§ How to complete this task:
Working line by line, output the entries below exactly as they appear.

------ Data

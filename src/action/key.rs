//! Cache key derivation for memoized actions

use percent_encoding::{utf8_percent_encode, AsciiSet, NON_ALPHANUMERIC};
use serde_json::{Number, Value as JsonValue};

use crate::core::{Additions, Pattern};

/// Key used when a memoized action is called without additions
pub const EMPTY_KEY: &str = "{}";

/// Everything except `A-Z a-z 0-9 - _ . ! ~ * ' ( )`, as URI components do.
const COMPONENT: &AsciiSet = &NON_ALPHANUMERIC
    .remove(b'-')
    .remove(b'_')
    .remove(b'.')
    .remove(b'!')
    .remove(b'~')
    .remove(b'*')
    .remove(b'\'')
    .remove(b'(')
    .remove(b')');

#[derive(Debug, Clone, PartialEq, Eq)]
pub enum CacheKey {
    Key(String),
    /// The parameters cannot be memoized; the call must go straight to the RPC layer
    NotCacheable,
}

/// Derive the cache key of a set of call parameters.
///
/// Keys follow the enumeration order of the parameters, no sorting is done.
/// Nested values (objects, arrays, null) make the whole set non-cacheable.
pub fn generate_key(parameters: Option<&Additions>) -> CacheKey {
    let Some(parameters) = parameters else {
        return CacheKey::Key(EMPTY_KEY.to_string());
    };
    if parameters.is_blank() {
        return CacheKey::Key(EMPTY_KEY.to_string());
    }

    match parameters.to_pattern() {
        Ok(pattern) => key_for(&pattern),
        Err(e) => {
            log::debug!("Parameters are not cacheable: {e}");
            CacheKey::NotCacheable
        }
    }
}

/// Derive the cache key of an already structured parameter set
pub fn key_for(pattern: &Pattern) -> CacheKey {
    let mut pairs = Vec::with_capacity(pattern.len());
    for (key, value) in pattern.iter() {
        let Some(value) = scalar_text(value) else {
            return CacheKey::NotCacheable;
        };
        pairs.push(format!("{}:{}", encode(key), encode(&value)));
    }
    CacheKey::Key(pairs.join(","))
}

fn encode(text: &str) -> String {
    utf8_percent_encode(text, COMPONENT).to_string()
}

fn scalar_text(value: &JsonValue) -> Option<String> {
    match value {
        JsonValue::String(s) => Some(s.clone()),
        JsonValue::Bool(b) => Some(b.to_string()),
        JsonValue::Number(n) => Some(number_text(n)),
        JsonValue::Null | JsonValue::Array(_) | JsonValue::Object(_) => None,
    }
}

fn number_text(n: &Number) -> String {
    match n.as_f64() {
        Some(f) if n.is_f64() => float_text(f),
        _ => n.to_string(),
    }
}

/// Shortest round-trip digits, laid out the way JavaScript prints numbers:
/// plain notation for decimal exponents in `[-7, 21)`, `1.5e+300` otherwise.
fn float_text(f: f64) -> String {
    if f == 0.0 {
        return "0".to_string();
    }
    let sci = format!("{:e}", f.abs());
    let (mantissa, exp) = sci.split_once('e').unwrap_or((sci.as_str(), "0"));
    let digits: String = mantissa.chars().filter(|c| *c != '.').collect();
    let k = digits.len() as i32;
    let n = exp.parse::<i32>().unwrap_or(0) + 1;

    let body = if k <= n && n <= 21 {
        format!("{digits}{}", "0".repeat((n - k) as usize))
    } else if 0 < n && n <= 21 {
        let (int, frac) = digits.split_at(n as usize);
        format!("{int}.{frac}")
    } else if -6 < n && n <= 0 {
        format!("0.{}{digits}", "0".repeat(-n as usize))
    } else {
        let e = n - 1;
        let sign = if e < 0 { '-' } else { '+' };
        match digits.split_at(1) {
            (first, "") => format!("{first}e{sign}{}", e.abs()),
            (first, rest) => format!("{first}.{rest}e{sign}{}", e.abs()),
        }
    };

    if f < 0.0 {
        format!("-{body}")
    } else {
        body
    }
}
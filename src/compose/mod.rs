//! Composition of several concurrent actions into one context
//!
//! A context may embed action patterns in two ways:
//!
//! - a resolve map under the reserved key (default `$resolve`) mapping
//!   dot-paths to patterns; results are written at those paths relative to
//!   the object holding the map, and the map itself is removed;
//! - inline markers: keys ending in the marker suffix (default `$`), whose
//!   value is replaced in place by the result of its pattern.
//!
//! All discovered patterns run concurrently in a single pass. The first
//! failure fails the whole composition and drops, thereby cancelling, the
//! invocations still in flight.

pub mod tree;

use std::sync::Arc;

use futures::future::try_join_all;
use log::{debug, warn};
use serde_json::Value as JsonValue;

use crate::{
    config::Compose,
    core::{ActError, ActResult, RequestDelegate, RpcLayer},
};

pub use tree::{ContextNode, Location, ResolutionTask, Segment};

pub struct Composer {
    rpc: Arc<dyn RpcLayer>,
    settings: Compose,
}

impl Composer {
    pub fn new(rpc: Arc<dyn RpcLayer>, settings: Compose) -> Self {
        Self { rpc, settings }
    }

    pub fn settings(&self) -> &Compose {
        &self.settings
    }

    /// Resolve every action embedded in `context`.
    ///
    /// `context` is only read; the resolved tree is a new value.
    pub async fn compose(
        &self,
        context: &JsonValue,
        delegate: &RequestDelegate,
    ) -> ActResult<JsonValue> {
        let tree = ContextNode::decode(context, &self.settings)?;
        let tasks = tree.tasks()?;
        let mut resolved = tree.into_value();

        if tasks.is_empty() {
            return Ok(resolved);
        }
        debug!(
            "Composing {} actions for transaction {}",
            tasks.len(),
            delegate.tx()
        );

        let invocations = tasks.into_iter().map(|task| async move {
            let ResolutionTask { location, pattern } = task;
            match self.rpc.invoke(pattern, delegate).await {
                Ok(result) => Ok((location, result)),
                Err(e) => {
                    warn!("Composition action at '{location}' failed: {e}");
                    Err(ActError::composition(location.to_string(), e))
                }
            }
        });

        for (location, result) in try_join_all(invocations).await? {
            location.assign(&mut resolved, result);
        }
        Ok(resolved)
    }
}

------------

§ Output for this task:
filename src/action/key.rs
//! Cache key derivation for memoized actions

use percent_encoding::{utf8_percent_encode, AsciiSet, NON_ALPHANUMERIC};
use serde_json::{Number, Value as JsonValue};

use crate::core::{Additions, Pattern};

/// Key used when a memoized action is called without additions
pub const EMPTY_KEY: &str = "{}";

/// Everything except `A-Z a-z 0-9 - _ . ! ~ * ' ( )`, as URI components do.
const COMPONENT: &AsciiSet = &NON_ALPHANUMERIC
    .remove(b'-')
    .remove(b'_')
    .remove(b'.')
    .remove(b'!')
    .remove(b'~')
    .remove(b'*')
    .remove(b'\'')
    .remove(b'(')
    .remove(b')');

#[derive(Debug, Clone, PartialEq, Eq)]
pub enum CacheKey {
    Key(String),
    /// The parameters cannot be memoized; the call must go straight to the RPC layer
    NotCacheable,
}

/// Derive the cache key of a set of call parameters.
///
/// Keys follow the enumeration order of the parameters, no sorting is done.
/// Nested values (objects, arrays, null) make the whole set non-cacheable.
pub fn generate_key(parameters: Option<&Additions>) -> CacheKey {
    let Some(parameters) = parameters else {
        return CacheKey::Key(EMPTY_KEY.to_string());
    };
    if parameters.is_blank() {
        return CacheKey::Key(EMPTY_KEY.to_string());
    }

    match parameters.to_pattern() {
        Ok(pattern) => key_for(&pattern),
        Err(e) => {
            log::debug!("Parameters are not cacheable: {e}");
            CacheKey::NotCacheable
        }
    }
}

/// Derive the cache key of an already structured parameter set
pub fn key_for(pattern: &Pattern) -> CacheKey {
    let mut pairs = Vec::with_capacity(pattern.len());
    for (key, value) in pattern.iter() {
        let Some(value) = scalar_text(value) else {
            return CacheKey::NotCacheable;
        };
        pairs.push(format!("{}:{}", encode(key), encode(&value)));
    }
    CacheKey::Key(pairs.join(","))
}

fn encode(text: &str) -> String {
    utf8_percent_encode(text, COMPONENT).to_string()
}

fn scalar_text(value: &JsonValue) -> Option<String> {
    match value {
        JsonValue::String(s) => Some(s.clone()),
        JsonValue::Bool(b) => Some(b.to_string()),
        JsonValue::Number(n) => Some(number_text(n)),
        JsonValue::Null | JsonValue::Array(_) | JsonValue::Object(_) => None,
    }
}

fn number_text(n: &Number) -> String {
    match n.as_f64() {
        Some(f) if n.is_f64() => float_text(f),
        _ => n.to_string(),
    }
}

/// Shortest round-trip digits, laid out the way JavaScript prints numbers:
/// plain notation for decimal exponents in `[-7, 21)`, `1.5e+300` otherwise.
fn float_text(f: f64) -> String {
    if f == 0.0 {
        return "0".to_string();
    }
    let sci = format!("{:e}", f.abs());
    let (mantissa, exp) = sci.split_once('e').unwrap_or((sci.as_str(), "0"));
    let digits: String = mantissa.chars().filter(|c| *c != '.').collect();
    let k = digits.len() as i32;
    let n = exp.parse::<i32>().unwrap_or(0) + 1;

    let body = if k <= n && n <= 21 {
        format!("{digits}{}", "0".repeat((n - k) as usize))
    } else if 0 < n && n <= 21 {
        let (int, frac) = digits.split_at(n as usize);
        format!("{int}.{frac}")
    } else if -6 < n && n <= 0 {
        format!("0.{}{digits}", "0".repeat(-n as usize))
    } else {
        let e = n - 1;
        let sign = if e < 0 { '-' } else { '+' };
        match digits.split_at(1) {
            (first, "") => format!("{first}e{sign}{}", e.abs()),
            (first, rest) => format!("{first}.{rest}e{sign}{}", e.abs()),
        }
    };

    if f < 0.0 {
        format!("-{body}")
    } else {
        body
    }
}
filename src/compose/mod.rs
//! Composition of several concurrent actions into one context
//!
//! A context may embed action patterns in two ways:
//!
//! - a resolve map under the reserved key (default `$resolve`) mapping
//!   dot-paths to patterns; results are written at those paths relative to
//!   the object holding the map, and the map itself is removed;
//! - inline markers: keys ending in the marker suffix (default `$`), whose
//!   value is replaced in place by the result of its pattern.
//!
//! All discovered patterns run concurrently in a single pass. The first
//! failure fails the whole composition and drops, thereby cancelling, the
//! invocations still in flight.

pub mod tree;

use std::sync::Arc;

use futures::future::try_join_all;
use log::{debug, warn};
use serde_json::Value as JsonValue;

use crate::{
    config::Compose,
    core::{ActError, ActResult, RequestDelegate, RpcLayer},
};

pub use tree::{ContextNode, Location, ResolutionTask, Segment};

pub struct Composer {
    rpc: Arc<dyn RpcLayer>,
    settings: Compose,
}

impl Composer {
    pub fn new(rpc: Arc<dyn RpcLayer>, settings: Compose) -> Self {
        Self { rpc, settings }
    }

    pub fn settings(&self) -> &Compose {
        &self.settings
    }

    /// Resolve every action embedded in `context`.
    ///
    /// `context` is only read; the resolved tree is a new value.
    pub async fn compose(
        &self,
        context: &JsonValue,
        delegate: &RequestDelegate,
    ) -> ActResult<JsonValue> {
        let tree = ContextNode::decode(context, &self.settings)?;
        let tasks = tree.tasks()?;
        let mut resolved = tree.into_value();

        if tasks.is_empty() {
            return Ok(resolved);
        }
        debug!(
            "Composing {} actions for transaction {}",
            tasks.len(),
            delegate.tx()
        );

        let invocations = tasks.into_iter().map(|task| async move {
            let ResolutionTask { location, pattern } = task;
            match self.rpc.invoke(pattern, delegate).await {
                Ok(result) => Ok((location, result)),
                Err(e) => {
                    warn!("Composition action at '{location}' failed: {e}");
                    Err(ActError::composition(location.to_string(), e))
                }
            }
        });

        for (location, result) in try_join_all(invocations).await? {
            location.assign(&mut resolved, result);
        }
        Ok(resolved)
    }
}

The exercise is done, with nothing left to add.